Jamais non plus nous ne pourrons réclamer un nid,
parce que nous n'avons pas d'autre amour à abriter que notre attachement au
Seigneur, et la vie fraternelle se construit, non pas dans la facilité ni dans
une chaleur artificielle, mais dans un dialogue courageux qui réclame chaque
jour une sortie de soi-même.
² Nous sommes donc prévenus: "le
Fils de l'Homme n'a pas où reposer sa tête"; il n'y aura pas d'oreiller
non plus pour ceux qui veulent le suivre, et nous n'aurons pas de repos avant
le grand repos de Dieu . Mais quelle joie, quel honneur d'user ses forces pour
un tel maître!
Quand nous pensons à notre effort de vie évangélique
et de prière, nous pensons désert. Le désert, c'est bien; mais l'exode
au désert, voilà qui nous rapproche du destin de Jésus. Pour rester en exode,
il faut que notre cellule, habitée par le silence, et surtout l'espace de notre
cœur, soient la tente du désert où nous venons chaque jour rencontrer le
Seigneur pour une nouvelle étape de vie d'Église et pour de nouveaux pas dans
la vie fraternelle.
Car les deux sont
liées intimement, et notre vie fraternelle authentifie nos désirs missionnaires.

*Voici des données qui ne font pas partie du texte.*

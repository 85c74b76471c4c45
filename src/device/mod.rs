//! Abstract control-system devices.
//!
//! The beamline is reached through process variables (PVs): named scalar
//! read/write points owned by the external control system. Sequencing code
//! never resolves PV addresses itself; every device is handed in by the
//! caller as a trait object.
//!
//! # Capability Traits
//!
//! - [`ProcessVariable`] - a single read/write control point
//! - [`Waveform`] - an array-valued control point (lookup-table axes)
//! - [`Actuator`] - something that is commanded once and then reports
//!   whether it has reached the requested state
//! - [`Governor`] - the sample-environment state controller

pub mod actuator;
pub mod mock;

use anyhow::Result;
use async_trait::async_trait;

pub use actuator::{ActuatorStatus, PvActuator, StatusFlag};

/// A named scalar control point.
#[async_trait]
pub trait ProcessVariable: Send + Sync {
    /// PV name, used in logs and errors.
    fn name(&self) -> &str;

    /// Read the current value.
    async fn get(&self) -> Result<f64>;

    /// Write a value; with `wait` the call returns once the record has processed it.
    async fn put(&self, value: f64, wait: bool) -> Result<()>;
}

/// An array-valued control point.
#[async_trait]
pub trait Waveform: Send + Sync {
    /// PV name, used in logs and errors.
    fn name(&self) -> &str;

    /// Read the whole array.
    async fn get(&self) -> Result<Vec<f64>>;

    /// Replace the whole array.
    async fn put(&self, values: &[f64]) -> Result<()>;
}

/// A device commanded once and then polled for completion.
#[async_trait]
pub trait Actuator: Send + Sync {
    /// Device identifier that commands must target.
    fn id(&self) -> &str;

    /// Issue the requested state. Fire-and-forget.
    async fn send(&self, requested_state: f64) -> Result<()>;

    /// Current status as reported by the device.
    async fn status(&self) -> Result<ActuatorStatus>;
}

/// External state machine that moves the sample environment between modes.
#[async_trait]
pub trait Governor: Send + Sync {
    /// True when the governor currently reports `state`.
    async fn is_in(&self, state: &str) -> Result<bool>;

    /// Request a transition and return once the governor has reached it.
    async fn set_state(&self, state: &str) -> Result<()>;
}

En plein monde comme au cloître, elle est la première manière, concrète et
quotidienne, de servir le royaume et d'entrer dans l'œuvre de Dieu.
Il est une demande que le Christ exauce toujours,
celle d'une communauté de pauvres qui lui redit, avec la témérité d'un amour
sincère et réaliste: "Seigneur, nous te suivrons, ensemble, où que tu
ailles".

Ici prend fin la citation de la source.